Жамалудин сам не знал, что ему не понравилось. Пожалуй, он считал, что Хаджимурад должен был проводить Шарифат до Горчока.
«Все это так. Но уж очень она красива… Вполне может Хаджимурад в нее влюбиться, а вдруг ее сердце уже занято? Нелегко представить себе, что таким молодым красивым джигитом кто-нибудь может пренебречь. Даже такая красавица…» Жамалудин гнал от себя эти мысли, но беспокойство не проходило. Ведь его самого однажды так обманула жизнь. С тех пор он не мог бездумно предаваться радости, она казалась непрочной, И в редкие светлые минуты он думал о том, что все проходит. Сознание этого помогало ему сохранять душевное спокойствие и в черные дни. Он вспоминал даже о том, что на пути его встречались люди, которых судьба баловала еще меньше. Нельзя сказать, чтобы эти наблюдения радовали, но они помогали смотреть на жизнь менее безнадежно.
Сегодня ничего Жамалудина не успокаивало. Тревожные мысли разбрелись, как козья отара в горах без чабана. Сердце стучало.
— Отец, ты спишь? — услышал он голос Хаджимурада с веранды.
— Не сплю, а что случилось?
— Ничего, — ответил Хаджимурад, пожалев о том, что побеспокоил отца.
— А если ничего, почему не спишь?
— Не идет сон.
— Это старики без причины не спят! Ты еще слишком молод, чтобы страдать бессонницей. Я вижу, ты последнее время бездельничаешь, книг не берешь в руки. Подтянись. Мужчина всегда должен быть мужчиной. Радость, равную морю, проглотить одним глотком! Горе, подобное скале, прожевать, как зернышко. Скоро у тебя экзамены, о них и думай. Другие мысли выбрось из головы. Вовремя спи, вовремя ешь.
Хаджимурад, не перебивая, слушал суровую отповедь отца.
— Не беспокойся, — сказал он смиренно. — С завтрашнего дня, засучив рукава, примусь за книги.
— Чувствую, ты еще мне что-то хотел сказать…
— Ты прав, отец. Теперь, когда я научился работать с камнем, я хочу поставить маме на могиле памятник. Сам ограню, без чьей-либо помощи водружу. Один, понимаешь? Я нашел в горах подходящий камень. Мне хотелось бы, чтобы ты взглянул на него. Может быть, ты выберешь время пойти туда завтра вместе со мною?
— Что с тобой поделаешь? Ты характером в меня пошел. Что задумаешь, сразу хочешь выполнить. Ну что ж, конечно, пойду с тобой посмотреть этот подходящий камень… Я бы на твоем месте не спешил. Поучился бы.
— Нет, отец, я больше не могу ждать. У всех наших родных хорошие памятники, только могила матери заброшена. Я все время думаю об этом. Мне даже стыдно ходить на кладбище.

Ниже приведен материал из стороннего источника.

//! Station-mode commands: association, scanning, power management and the
//! offloading/filtering knobs.

use byteorder::{ByteOrder, LittleEndian, WriteBytesExt};

use super::{write_password, write_ssid};
use crate::driver::Fmac;
use crate::error::FmacError;
use crate::events::WifiObserver;
use crate::protocol::constants::*;
use crate::protocol::decode_confirmation_status;
use crate::transport::BusTransport;

/// Connects to any access point broadcasting the SSID.
const BROADCAST_BSSID: [u8; 6] = [0xFF; 6];

/// Link security modes understood by the connect and AP commands.
#[derive(Clone, Copy, Debug, PartialEq, Eq)]
#[repr(u8)]
pub enum SecurityMode {
    Open = 0,
    Wep = 1,
    /// WPA2-Personal, falling back to WPA-Personal.
    Wpa2Wpa1Psk = 2,
    /// WPA2-Personal only.
    Wpa2Psk = 4,
}

/// Protected Management Frames policy.
#[derive(Clone, Copy, Debug, PartialEq, Eq)]
#[repr(u8)]
pub enum MgmtFrameProtection {
    Disabled = 0,
    /// Used when the peer supports it.
    Optional = 1,
    /// Refuse peers without it.
    Mandatory = 2,
}

#[derive(Clone, Copy, Debug, PartialEq, Eq)]
#[repr(u8)]
pub enum PowerMode {
    /// Radio always on.
    Active = 0,
    /// Doze, waking for every beacon.
    Beacon = 1,
    /// Doze, waking for DTIM beacons only.
    Dtim = 2,
}

#[derive(Clone, Copy, Debug, Default, PartialEq, Eq)]
#[repr(u8)]
pub enum ScanMode {
    Passive = 0,
    #[default]
    Active = 1,
}

/// Everything needed to join an infrastructure network.
#[derive(Clone, Debug)]
pub struct ConnectParameters {
    pub ssid: String,
    pub password: String,
    pub security: SecurityMode,
    pub mgmt_frame_protection: MgmtFrameProtection,
    /// 0 lets the firmware pick any channel the SSID is found on.
    pub channel: u16,
    /// Target BSSID; `None` matches any AP broadcasting the SSID.
    pub bssid: Option<[u8; 6]>,
    /// Pin the association to the AP joined first.
    pub prevent_roaming: bool,
    /// Vendor IEs appended to the association request.
    pub ie_data: Vec<u8>,
}

impl ConnectParameters {
    pub fn wpa2(ssid: &str, password: &str) -> Self {
        ConnectParameters {
            ssid: ssid.to_owned(),
            password: password.to_owned(),
            security: SecurityMode::Wpa2Psk,
            mgmt_frame_protection: MgmtFrameProtection::Optional,
            channel: 0,
            bssid: None,
            prevent_roaming: false,
            ie_data: Vec::new(),
        }
    }

    pub fn open(ssid: &str) -> Self {
        ConnectParameters {
            ssid: ssid.to_owned(),
            password: String::new(),
            security: SecurityMode::Open,
            mgmt_frame_protection: MgmtFrameProtection::Disabled,
            channel: 0,
            bssid: None,
            prevent_roaming: false,
            ie_data: Vec::new(),
        }
    }
}

#[derive(Clone, Debug, Default)]
pub struct ScanParameters {
    pub mode: ScanMode,
    /// Channels to visit; empty scans the whole regulatory set.
    pub channels: Vec<u8>,
    /// Directed probe SSIDs, at most two. Empty probes broadcast.
    pub ssids: Vec<String>,
    /// Vendor IEs appended to the probe requests.
    pub ie_data: Vec<u8>,
}

impl<B: BusTransport, O: WifiObserver> Fmac<B, O> {
    /// Overrides the MAC address of `interface`. Takes effect on the next
    /// connect or AP start.
    pub fn set_mac_address(&self, interface: u8, mac: &[u8; 6]) -> Result<(), FmacError> {
        let mut body = Vec::with_capacity(8);
        body.extend_from_slice(mac);
        body.extend_from_slice(&[0u8; 2]);
        self.simple_command(SET_MAC_ADDRESS_REQ_ID, interface, &body)
    }

    /// Starts an association with the network described by `params`.
    ///
    /// The confirmation only acknowledges the attempt; the outcome arrives
    /// later as a connect indication.
    pub fn connect(&self, params: &ConnectParameters) -> Result<(), FmacError> {
        let mut body = Vec::with_capacity(116 + params.ie_data.len());
        write_ssid(&mut body, &params.ssid)?;
        body.extend_from_slice(&params.bssid.unwrap_or(BROADCAST_BSSID));
        body.write_u16::<LittleEndian>(params.channel).unwrap();
        body.push(params.security as u8);
        body.push(u8::from(params.prevent_roaming));
        body.write_u16::<LittleEndian>(params.mgmt_frame_protection as u16)
            .unwrap();
        write_password(&mut body, &params.password)?;
        body.write_u16::<LittleEndian>(params.ie_data.len() as u16)
            .unwrap();
        body.extend_from_slice(&params.ie_data);
        self.simple_command(CONNECT_REQ_ID, STA_INTERFACE, &body)
    }

    /// Leaves the current network. Completion arrives as a disconnect
    /// indication.
    pub fn disconnect(&self) -> Result<(), FmacError> {
        self.simple_command(DISCONNECT_REQ_ID, STA_INTERFACE, &[])
    }

    /// Kicks off a scan; results stream in as scan-result indications,
    /// terminated by a scan-complete indication.
    pub fn start_scan(&self, params: &ScanParameters) -> Result<(), FmacError> {
        if params.ssids.len() > MAX_SCAN_SSIDS {
            return Err(FmacError::TooManyScanSsids {
                count: params.ssids.len(),
            });
        }
        let mut body = Vec::with_capacity(
            8 + params.channels.len() + params.ssids.len() * (4 + SSID_SIZE) + params.ie_data.len(),
        );
        body.write_u16::<LittleEndian>(params.mode as u16).unwrap();
        body.write_u16::<LittleEndian>(params.channels.len() as u16)
            .unwrap();
        body.write_u16::<LittleEndian>(params.ssids.len() as u16)
            .unwrap();
        body.write_u16::<LittleEndian>(params.ie_data.len() as u16)
            .unwrap();
        body.extend_from_slice(&params.channels);
        for ssid in &params.ssids {
            write_ssid(&mut body, ssid)?;
        }
        body.extend_from_slice(&params.ie_data);

        let reply = self.send_command(START_SCAN_REQ_ID, STA_INTERFACE, &body)?;
        let status = decode_confirmation_status(&reply)?;
        // Status 0x3 is success with a warning: the scan runs, but part of
        // the request was trimmed, e.g. channels barred by the regulatory
        // domain.
        match status {
            STATUS_SUCCESS | STATUS_GPIO_WARNING => Ok(()),
            other => self.check_status(START_SCAN_REQ_ID, other),
        }
    }

    /// Aborts an ongoing scan; the scan-complete indication still arrives.
    pub fn stop_scan(&self) -> Result<(), FmacError> {
        self.simple_command(STOP_SCAN_REQ_ID, STA_INTERFACE, &[])
    }

    /// Instantaneous RCPI of the current link. dBm = rcpi / 2 - 110.
    pub fn get_signal_strength(&self) -> Result<u32, FmacError> {
        let reply = self.send_command(GET_SIGNAL_STRENGTH_REQ_ID, STA_INTERFACE, &[])?;
        let status = decode_confirmation_status(&reply)?;
        self.check_status(GET_SIGNAL_STRENGTH_REQ_ID, status)?;
        reply
            .get(4..8)
            .map(LittleEndian::read_u32)
            .ok_or(FmacError::ShortConfirmation {
                id: GET_SIGNAL_STRENGTH_REQ_ID,
                length: reply.len(),
            })
    }

    /// Selects the station power management mode. `listen_interval` is the
    /// longest doze, in beacon periods, before waking for buffered traffic.
    pub fn set_power_mode(&self, mode: PowerMode, listen_interval: u16) -> Result<(), FmacError> {
        let mut body = Vec::with_capacity(4);
        body.write_u16::<LittleEndian>(mode as u16).unwrap();
        body.write_u16::<LittleEndian>(listen_interval).unwrap();
        self.simple_command(SET_PM_MODE_REQ_ID, STA_INTERFACE, &body)
    }

    /// Joins, or starts, an IBSS cell. The outcome arrives as a join
    /// indication carrying the cell BSSID.
    pub fn join_ibss(
        &self,
        ssid: &str,
        channel: u16,
        security: SecurityMode,
        password: &str,
    ) -> Result<(), FmacError> {
        let mut body = Vec::with_capacity(108);
        write_ssid(&mut body, ssid)?;
        body.write_u32::<LittleEndian>(u32::from(channel)).unwrap();
        body.write_u16::<LittleEndian>(security as u16).unwrap();
        write_password(&mut body, password)?;
        self.simple_command(JOIN_IBSS_REQ_ID, STA_INTERFACE, &body)
    }

    /// Leaves the IBSS cell. Completion arrives as a leave indication.
    pub fn leave_ibss(&self) -> Result<(), FmacError> {
        self.simple_command(LEAVE_IBSS_REQ_ID, STA_INTERFACE, &[])
    }

    /// Admits a multicast group address through the receive filter.
    pub fn add_multicast_address(&self, mac: &[u8; 6]) -> Result<(), FmacError> {
        self.simple_command(ADD_MULTICAST_ADDR_REQ_ID, STA_INTERFACE, mac)
    }

    pub fn remove_multicast_address(&self, mac: &[u8; 6]) -> Result<(), FmacError> {
        self.simple_command(REMOVE_MULTICAST_ADDR_REQ_ID, STA_INTERFACE, mac)
    }

    /// Installs up to two IPv4 addresses the firmware answers ARP requests
    /// for while the host sleeps. No addresses clears the table.
    pub fn set_arp_ip_address(&self, addresses: &[u32]) -> Result<(), FmacError> {
        if addresses.len() > ARP_IP_ADDR_COUNT {
            return Err(FmacError::TooManyAddresses {
                count: addresses.len(),
            });
        }
        let mut body = Vec::with_capacity(4 * ARP_IP_ADDR_COUNT);
        for slot in 0..ARP_IP_ADDR_COUNT {
            body.write_u32::<LittleEndian>(addresses.get(slot).copied().unwrap_or(0))
                .unwrap();
        }
        self.simple_command(SET_ARP_IP_ADDRESS_REQ_ID, STA_INTERFACE, &body)
    }

    /// Installs up to two IPv6 addresses answered for in neighbor
    /// solicitation offloading. No addresses clears the table.
    pub fn set_ns_ip_address(&self, addresses: &[[u8; 16]]) -> Result<(), FmacError> {
        if addresses.len() > NS_IP_ADDR_COUNT {
            return Err(FmacError::TooManyAddresses {
                count: addresses.len(),
            });
        }
        let mut body = vec![0u8; 16 * NS_IP_ADDR_COUNT];
        for (slot, address) in addresses.iter().enumerate() {
            body[16 * slot..16 * (slot + 1)].copy_from_slice(address);
        }
        self.simple_command(SET_NS_IP_ADDRESS_REQ_ID, STA_INTERFACE, &body)
    }

    /// With the filter on, broadcast frames other than ARP and DHCP are
    /// dropped on the chip.
    pub fn set_broadcast_filter(&self, enabled: bool) -> Result<(), FmacError> {
        let mut body = Vec::with_capacity(4);
        body.write_u32::<LittleEndian>(u32::from(enabled)).unwrap();
        self.simple_command(SET_BROADCAST_FILTER_REQ_ID, STA_INTERFACE, &body)
    }

    /// Per-channel dwell times (TUs) and the probe count for active scans.
    pub fn set_scan_parameters(
        &self,
        active_channel_time: u16,
        passive_channel_time: u16,
        num_of_probe_requests: u16,
    ) -> Result<(), FmacError> {
        let mut body = Vec::with_capacity(8);
        body.write_u16::<LittleEndian>(active_channel_time).unwrap();
        body.write_u16::<LittleEndian>(passive_channel_time)
            .unwrap();
        body.write_u16::<LittleEndian>(num_of_probe_requests)
            .unwrap();
        body.write_u16::<LittleEndian>(0).unwrap();
        self.simple_command(SET_SCAN_PARAMETERS_REQ_ID, STA_INTERFACE, &body)
    }

    /// Tunes when the firmware roams to a better access point. `channels`
    /// is the list probed while looking for one.
    pub fn set_roam_parameters(
        &self,
        rcpi_threshold: u8,
        rcpi_hysteresis: u8,
        beacon_lost_count: u8,
        channels: &[u8],
    ) -> Result<(), FmacError> {
        let mut body = Vec::with_capacity(4 + channels.len());
        body.push(rcpi_threshold);
        body.push(rcpi_hysteresis);
        body.push(beacon_lost_count);
        body.push(channels.len() as u8);
        body.extend_from_slice(channels);
        self.simple_command(SET_ROAM_PARAMETERS_REQ_ID, STA_INTERFACE, &body)
    }

    /// Restricts the rates used for data transmission. Each set bit allows
    /// one rate; an all-zero mask restores the firmware default.
    pub fn set_tx_rate_parameters(&self, rate_set_bitmask: u32) -> Result<(), FmacError> {
        let mut body = Vec::with_capacity(8);
        body.write_u32::<LittleEndian>(0).unwrap();
        body.write_u32::<LittleEndian>(rate_set_bitmask).unwrap();
        self.simple_command(SET_TX_RATE_PARAMETERS_REQ_ID, STA_INTERFACE, &body)
    }
}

На ее надмогильном камне даже не написано имени.
— Я же тебе говорил, Хаджимурад, почему нет у твоей матери достойного памятника. Умирая, она высказала пожелание, чтобы надгробный памятник соорудил ее сын, когда подрастет. Я не мог нарушить ее предсмертной воли.
— Теперь, отец, я выполню эту волю.
— Не рано ли, сынок? Может все-таки подождал бы, когда будешь совсем зрелым мастером.